Знает ли Федерико, что на Кубе судьба человека и теперь во многом зависит от цвета кожи? Что после двух революций, после принятия конституции, в которой торжественно провозглашено равенство всех граждан, до сих пор существуют места, где неграм и мулатам лучше не появляться? Попробуй-ка они в том же Камагуэе зайти в парк Аграмонте! И это на Кубе, которой негры дали лучшие ее ритмы, танцы, красочные обряды!
Голос Николаса вдруг потеплел. Он заговорил, все более увлекаясь, о легендарной негритянке Теодоре Хинес, по прозвищу "Ma Теодора", прославившейся своими плясками и куплетами еще в XVI веке, о том, как и поныне на улицах Гаваны устраивают карнавальное шествие, или скорее игру с гигантским изображением змеи, о состязаниях певцов-импровизаторов, старающихся перещеголять друг друга в остроумии и находчивости. А песенки городских окраин? Ведь это же целый эпос с постоянными героями легкомысленной Аделой Кинь Грусть, прелестной мулаткой Марией де ла О, негром-губошлепом Перико Требехо!..
Федерико взмолился: он должен во что бы то ни стало услышать, увидеть своими глазами все это - ну, разве что кроме певицы XVI века! Упрашивать Гильена не пришлось. Очень довольный, он тут же повел Федерико в черные кварталы - в Гуанабакоа, в Реглу, распахнул перед ним двери Академии негритянского танца, куда вообще-то посторонних не допускали, а после потащил его по кабачкам, барам и прочим заповедным местам, где все знали Николаса и дружелюбно приветствовали его спутника, где Гавана плясала и пела не для туристов, а для себя самой.
Не один вечер просидели они вдвоем за бутылкой золотистого гаванского рома под колдовские звуки, извлекаемые из дерева, металла, обожженной глины и высушенных тыкв длинными черными пальцами музыкантов. Облокотившись на стол и держа рюмку перед глазами - он называл это: "видеть жизнь в ромовом свете", - Федерико внимательно слушал пояснения Гильена, великого знатока народных музыкальных форм - дансонов, румб, гуарачей.
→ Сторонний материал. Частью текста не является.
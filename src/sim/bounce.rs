//! Wall bounce against a pixel mask
//!
//! Heuristic, not continuous collision detection: a body may overlap rock
//! for at most one tick, but never tunnels through it.
//!
//! Per tick, in order:
//! 1. Sample the terrain at four feeler points around the body centre.
//! 2. Reflect each axis whose velocity heads into a solid feeler.
//! 3. If nothing reflected, look one integration step ahead; if that lands
//!    in rock, reflect both axes and back off the attempted step plus
//!    [`ESCAPE_MARGIN`] on each axis that moved.
//! 4. Independently, nudge one unit away from any solid feeler the steering
//!    intent is still pushing toward.

use glam::DVec2;

use super::mask::CollisionMask;
use super::motion::{BodyKind, EdgePolicy, Intent, MotionState};

/// Extra distance a look-ahead escape backs off beyond the attempted step
pub const ESCAPE_MARGIN: f64 = 5.0;

/// Speeds below this are lifted to [`BUMP_MIN_SPEED`] when a creature is bumped
pub const BUMP_SLOW_THRESHOLD: f64 = 2.0;
pub const BUMP_MIN_SPEED: f64 = 5.0;

/// Feeler offsets from the body centre
#[derive(Debug, Clone, Copy, PartialEq, Eq)]
pub struct Feeler {
    pub dx: i32,
    pub dy: i32,
}

/// Which of the four feeler points hit rock
#[derive(Debug, Clone, Copy, Default, PartialEq, Eq)]
pub struct Neighbours {
    pub left: bool,
    pub right: bool,
    pub above: bool,
    pub below: bool,
}

impl Neighbours {
    pub fn sample(terrain: &CollisionMask, center: DVec2, feeler: Feeler) -> Self {
        let (x, y) = (center.x as i32, center.y as i32);
        Self {
            left: terrain.is_solid_at(x - feeler.dx, y),
            right: terrain.is_solid_at(x + feeler.dx, y),
            above: terrain.is_solid_at(x, y - feeler.dy),
            below: terrain.is_solid_at(x, y + feeler.dy),
        }
    }
}

/// Per-body bounce behaviour
#[derive(Debug, Clone, Copy, PartialEq)]
pub struct BounceProfile {
    pub feeler: Feeler,
    /// Run the one-tick look-ahead when no feeler reflected
    pub look_ahead: bool,
    /// Velocity multiplier after a look-ahead escape
    pub escape_boost: f64,
    /// Reflections of speeds under [`BUMP_SLOW_THRESHOLD`] leave at [`BUMP_MIN_SPEED`]
    pub reflect_floor: bool,
    /// Nudge away from rock the intent pushes into
    pub creep_nudge: bool,
    /// Restore the pre-step position if the step still ends inside rock
    pub revert_on_penetration: bool,
}

impl BounceProfile {
    /// Profile for `kind` with a sprite of `width x height`; the background
    /// itself never bounces
    pub fn for_body(kind: BodyKind, width: u32, height: u32) -> Option<Self> {
        let (w, h) = (width as i32, height as i32);
        match kind {
            BodyKind::Background => None,
            BodyKind::Protagonist => Some(Self {
                feeler: Feeler { dx: w / 2, dy: h / 4 },
                look_ahead: false,
                escape_boost: 1.0,
                reflect_floor: false,
                creep_nudge: true,
                revert_on_penetration: false,
            }),
            BodyKind::Projectile => Some(Self {
                feeler: Feeler { dx: w / 2, dy: h / 2 },
                look_ahead: true,
                escape_boost: 1.0,
                reflect_floor: false,
                creep_nudge: false,
                revert_on_penetration: false,
            }),
            BodyKind::Creature => Some(Self {
                feeler: Feeler { dx: w / 4, dy: h / 4 },
                look_ahead: true,
                escape_boost: 3.0,
                reflect_floor: true,
                creep_nudge: false,
                revert_on_penetration: true,
            }),
        }
    }
}

/// What the resolver did this tick
#[derive(Debug, Clone, Copy, Default, PartialEq)]
pub struct Bounce {
    pub x: bool,
    pub y: bool,
    /// The look-ahead escape fired
    pub escaped: bool,
    /// Position correction applied by the creep nudge
    pub nudge: DVec2,
}

impl Bounce {
    pub fn any(&self) -> bool {
        self.x || self.y || self.escaped
    }
}

/// Keeps one body out of solid terrain
pub struct BounceResolver<'a> {
    terrain: &'a CollisionMask,
    profile: BounceProfile,
}

impl<'a> BounceResolver<'a> {
    pub fn new(terrain: &'a CollisionMask, profile: BounceProfile) -> Self {
        Self { terrain, profile }
    }

    /// Correct `motion` before it is integrated.
    ///
    /// `motion` is in terrain coordinates with velocity pointing the way the
    /// body travels. `intent` and `edges` must be the ones the caller is
    /// about to integrate with, so the look-ahead matches the real step.
    pub fn resolve(&self, motion: &mut MotionState, intent: Intent, edges: EdgePolicy) -> Bounce {
        let n = Neighbours::sample(self.terrain, motion.pos, self.profile.feeler);
        let mut out = Bounce::default();

        if (n.left && motion.vel.x < 0.0) || (n.right && motion.vel.x > 0.0) {
            motion.vel.x = self.reflect(motion.vel.x);
            out.x = true;
        }
        if (n.above && motion.vel.y < 0.0) || (n.below && motion.vel.y > 0.0) {
            motion.vel.y = self.reflect(motion.vel.y);
            out.y = true;
        }

        if self.profile.look_ahead && !out.x && !out.y {
            let next = motion.integrated(intent, edges);
            if self.terrain.is_solid_at_f(next.pos.x, next.pos.y) {
                self.escape(motion, next.pos);
                out.escaped = true;
            }
        }

        if self.profile.creep_nudge {
            let mut d = DVec2::ZERO;
            if n.above && intent.contains(Intent::UP) {
                d.y += 1.0;
            }
            if n.below && intent.contains(Intent::DOWN) {
                d.y -= 1.0;
            }
            if n.left && intent.contains(Intent::LEFT) {
                d.x += 1.0;
            }
            if n.right && intent.contains(Intent::RIGHT) {
                d.x -= 1.0;
            }
            motion.pos += d;
            out.nudge = d;
        }

        out
    }

    /// Flip one velocity component, applying the profile's speed floor.
    /// A resting axis stays at rest.
    fn reflect(&self, v: f64) -> f64 {
        if self.profile.reflect_floor && v != 0.0 {
            reflect_with_floor(v)
        } else {
            -v
        }
    }

    fn escape(&self, motion: &mut MotionState, blocked: DVec2) {
        motion.vel.x = self.reflect(motion.vel.x);
        motion.vel.y = self.reflect(motion.vel.y);
        motion.pos.x = back_off(motion.pos.x, blocked.x.trunc());
        motion.pos.y = back_off(motion.pos.y, blocked.y.trunc());
        motion.vel *= self.profile.escape_boost;
    }

    /// Resolve, integrate, and undo a step that still ended inside rock
    pub fn step(&self, motion: &mut MotionState, intent: Intent, edges: EdgePolicy) -> Bounce {
        let bounce = self.resolve(motion, intent, edges);
        let safe = motion.pos;
        motion.advance(intent, edges);

        if self.profile.revert_on_penetration && self.terrain.is_solid_at_f(motion.pos.x, motion.pos.y) {
            motion.pos = safe;
            let max = motion.max_velocity;
            motion.vel = (motion.vel * self.profile.escape_boost).clamp(DVec2::splat(-max), DVec2::splat(max));
        }
        bounce
    }
}

/// Move `p` back past where it tried to go, by the attempted distance plus margin
fn back_off(p: f64, blocked: f64) -> f64 {
    if blocked < p {
        p + (p - blocked) + ESCAPE_MARGIN
    } else if p < blocked {
        p - (blocked - p) - ESCAPE_MARGIN
    } else {
        p
    }
}

/// Reflect a creature's velocity component after it bumps the dragon.
///
/// The sign always flips; a reflected speed under [`BUMP_SLOW_THRESHOLD`]
/// is raised to [`BUMP_MIN_SPEED`] so the recoil is visible.
pub fn reflect_with_floor(v: f64) -> f64 {
    let r = -v;
    if r.abs() < BUMP_SLOW_THRESHOLD {
        if r < 0.0 { -BUMP_MIN_SPEED } else { BUMP_MIN_SPEED }
    } else {
        r
    }
}

#[cfg(test)]
mod tests {
    use super::*;
    use crate::sim::mask::OutOfBounds;

    fn open_terrain() -> CollisionMask {
        CollisionMask::empty(200, 200, OutOfBounds::Solid)
    }

    fn edges() -> EdgePolicy {
        BodyKind::Creature.edge_policy(200, 200)
    }

    fn creature() -> BounceProfile {
        BounceProfile::for_body(BodyKind::Creature, 40, 40).unwrap()
    }

    #[test]
    fn test_feeler_reflects_opposing_axis_only() {
        let mut terrain = open_terrain();
        // wall just left of the body
        terrain.fill_rect(80, 0, 5, 200);
        let resolver = BounceResolver::new(&terrain, creature());
        let mut m = MotionState::at(DVec2::new(90.0, 100.0)).with_velocity(DVec2::new(-1.5, 0.7));
        let b = resolver.resolve(&mut m, Intent::NONE, edges());
        assert!(b.x && !b.y && !b.escaped);
        // slow creature leaves the wall at the minimum bounce speed
        assert_eq!(m.vel, DVec2::new(BUMP_MIN_SPEED, 0.7));

        let mut fast = MotionState::at(DVec2::new(90.0, 100.0)).with_velocity(DVec2::new(-2.5, 0.0));
        resolver.resolve(&mut fast, Intent::NONE, edges());
        assert_eq!(fast.vel.x, 2.5);
    }

    #[test]
    fn test_projectile_reflection_has_no_floor() {
        let mut terrain = open_terrain();
        terrain.fill_rect(80, 0, 5, 200);
        let profile = BounceProfile::for_body(BodyKind::Projectile, 40, 40).unwrap();
        let resolver = BounceResolver::new(&terrain, profile);
        let mut m = MotionState::at(DVec2::new(100.0, 100.0)).with_velocity(DVec2::new(-1.5, 0.0));
        let b = resolver.resolve(&mut m, Intent::NONE, BodyKind::Projectile.edge_policy(200, 200));
        assert!(b.x);
        assert_eq!(m.vel.x, 1.5);
    }

    #[test]
    fn test_slow_look_ahead_escape_is_floored() {
        let mut terrain = open_terrain();
        terrain.fill_rect(101, 100, 1, 1);
        let resolver = BounceResolver::new(&terrain, creature());
        let mut m = MotionState::at(DVec2::new(100.0, 100.0))
            .with_velocity(DVec2::new(1.5, 0.0))
            .with_gravity(1.0);
        let b = resolver.resolve(&mut m, Intent::NONE, edges());
        assert!(b.escaped);
        // floored to 5, then the creature boost
        assert_eq!(m.vel, DVec2::new(-BUMP_MIN_SPEED * 3.0, 0.0));
    }

    #[test]
    fn test_feeler_ignores_wall_behind_motion() {
        let mut terrain = open_terrain();
        terrain.fill_rect(80, 0, 5, 200);
        let resolver = BounceResolver::new(&terrain, creature());
        let mut m = MotionState::at(DVec2::new(90.0, 100.0)).with_velocity(DVec2::new(1.5, 0.0));
        let b = resolver.resolve(&mut m, Intent::NONE, edges());
        assert!(!b.any());
        assert_eq!(m.vel.x, 1.5);
    }

    #[test]
    fn test_both_axes_can_reflect() {
        let mut terrain = open_terrain();
        terrain.fill_rect(109, 0, 91, 200); // right
        terrain.fill_rect(0, 109, 200, 91); // below
        let resolver = BounceResolver::new(&terrain, creature());
        let mut m = MotionState::at(DVec2::new(100.0, 100.0)).with_velocity(DVec2::new(2.0, 2.0));
        let b = resolver.resolve(&mut m, Intent::NONE, edges());
        assert!(b.x && b.y);
        assert_eq!(m.vel, DVec2::new(-2.0, -2.0));
    }

    #[test]
    fn test_look_ahead_escape_backs_off_and_boosts() {
        let mut terrain = open_terrain();
        // a single rock pixel diagonal to the body, invisible to the axis feelers
        terrain.fill_rect(102, 102, 1, 1);
        let resolver = BounceResolver::new(&terrain, creature());
        let mut m = MotionState::at(DVec2::new(100.0, 100.0))
            .with_velocity(DVec2::new(2.0, 2.0))
            .with_gravity(1.0);
        let b = resolver.resolve(&mut m, Intent::NONE, edges());
        assert!(b.escaped);
        assert!(m.vel.x < 0.0 && m.vel.y < 0.0);
        assert!((m.vel.x + 6.0).abs() < 1e-9);
        // backed off the attempted 2 px plus the margin
        assert!((m.pos.x - (100.0 - 2.0 - ESCAPE_MARGIN)).abs() < 1e-9);
        assert!((m.pos.y - (100.0 - 2.0 - ESCAPE_MARGIN)).abs() < 1e-9);
    }

    #[test]
    fn test_projectile_escape_is_not_boosted() {
        let mut terrain = open_terrain();
        terrain.fill_rect(104, 100, 1, 1);
        let profile = BounceProfile::for_body(BodyKind::Projectile, 4, 4).unwrap();
        let resolver = BounceResolver::new(&terrain, profile);
        let mut m = MotionState::at(DVec2::new(100.0, 100.0))
            .with_velocity(DVec2::new(4.0, 0.0))
            .with_gravity(1.0);
        // feeler dx = 2 sees nothing at x=102
        let b = resolver.resolve(&mut m, Intent::NONE, BodyKind::Projectile.edge_policy(200, 200));
        assert!(b.escaped);
        assert_eq!(m.vel.x, -4.0);
    }

    #[test]
    fn test_creep_nudge_away_from_held_wall() {
        let mut terrain = open_terrain();
        terrain.fill_rect(0, 0, 200, 80); // ceiling
        let profile = BounceProfile::for_body(BodyKind::Protagonist, 40, 40).unwrap();
        let resolver = BounceResolver::new(&terrain, profile);
        let mut m = MotionState::at(DVec2::new(100.0, 85.0));
        let b = resolver.resolve(&mut m, Intent::UP, BodyKind::Protagonist.edge_policy(200, 200));
        assert_eq!(b.nudge, DVec2::new(0.0, 1.0));
        assert_eq!(m.pos.y, 86.0);
        // no push, no nudge
        let b = resolver.resolve(&mut m, Intent::NONE, BodyKind::Protagonist.edge_policy(200, 200));
        assert_eq!(b.nudge, DVec2::ZERO);
    }

    #[test]
    fn test_step_reverts_when_landing_in_rock() {
        let mut terrain = open_terrain();
        terrain.fill_rect(102, 100, 1, 1);
        let mut profile = creature();
        profile.look_ahead = false;
        let resolver = BounceResolver::new(&terrain, profile);
        let mut m = MotionState::at(DVec2::new(100.0, 100.0))
            .with_velocity(DVec2::new(2.0, 0.0))
            .with_gravity(1.0)
            .with_max_velocity(2.5);
        resolver.step(&mut m, Intent::NONE, edges());
        assert_eq!(m.pos, DVec2::new(100.0, 100.0));
        assert!(m.vel.x.abs() <= 2.5);
    }

    #[test]
    fn test_reflect_with_floor() {
        assert_eq!(reflect_with_floor(3.0), -3.0);
        assert_eq!(reflect_with_floor(-4.5), 4.5);
        assert_eq!(reflect_with_floor(1.0), -5.0);
        assert_eq!(reflect_with_floor(-0.3), 5.0);
    }
}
Особое предпочтение Николас отдавал сону, танцу-песне, пришедшему из Сантьяго и полнее всего воплотившему кубинский характер. В соне, утверждал он, можно выразить любое чувство - так велико его ритмическое разнообразие и такую свободу предоставляет он для импровизации. А впрочем, что тут объяснять! Загоревшись, он переглядывался с музыкантами, обменивался несколькими словами с ближайшими соседями, и вот уже воцарялась тишина в кабачке, трехструнная гитара с барабаном-бонго начинали выплетать свои узоры, и какой-нибудь оборванец, выйдя на середину, затягивал сон о Папе Монтеро:
Сеньоры,
сеньоры,
мне родные покойника
оказали доверье,
чтобы прогнал я горе,
которое мыкал всю жизнь
Папа Монтеро.
Раздавался яростный взрыв ударных инструментов. Затем вступал общий хор посетителей, то ли всерьез подражая заупокойной молитве, то ли кощунственно ее пародируя:
Пусть оплачет нашего друга
- сумба!
знойная румба.
"В землю уже закопали", - жаловался солист. И хор весело подтверждал:
- сумба!
румберо-каналью.
Все более легкомысленным тоном запевала принимался перечислять земные блага, которых безвременно лишился каналья румберо:
Никогда уже не наденет сомбреро.
- Сумба! - подхватывал хор еще веселей. - Папа Монтеро!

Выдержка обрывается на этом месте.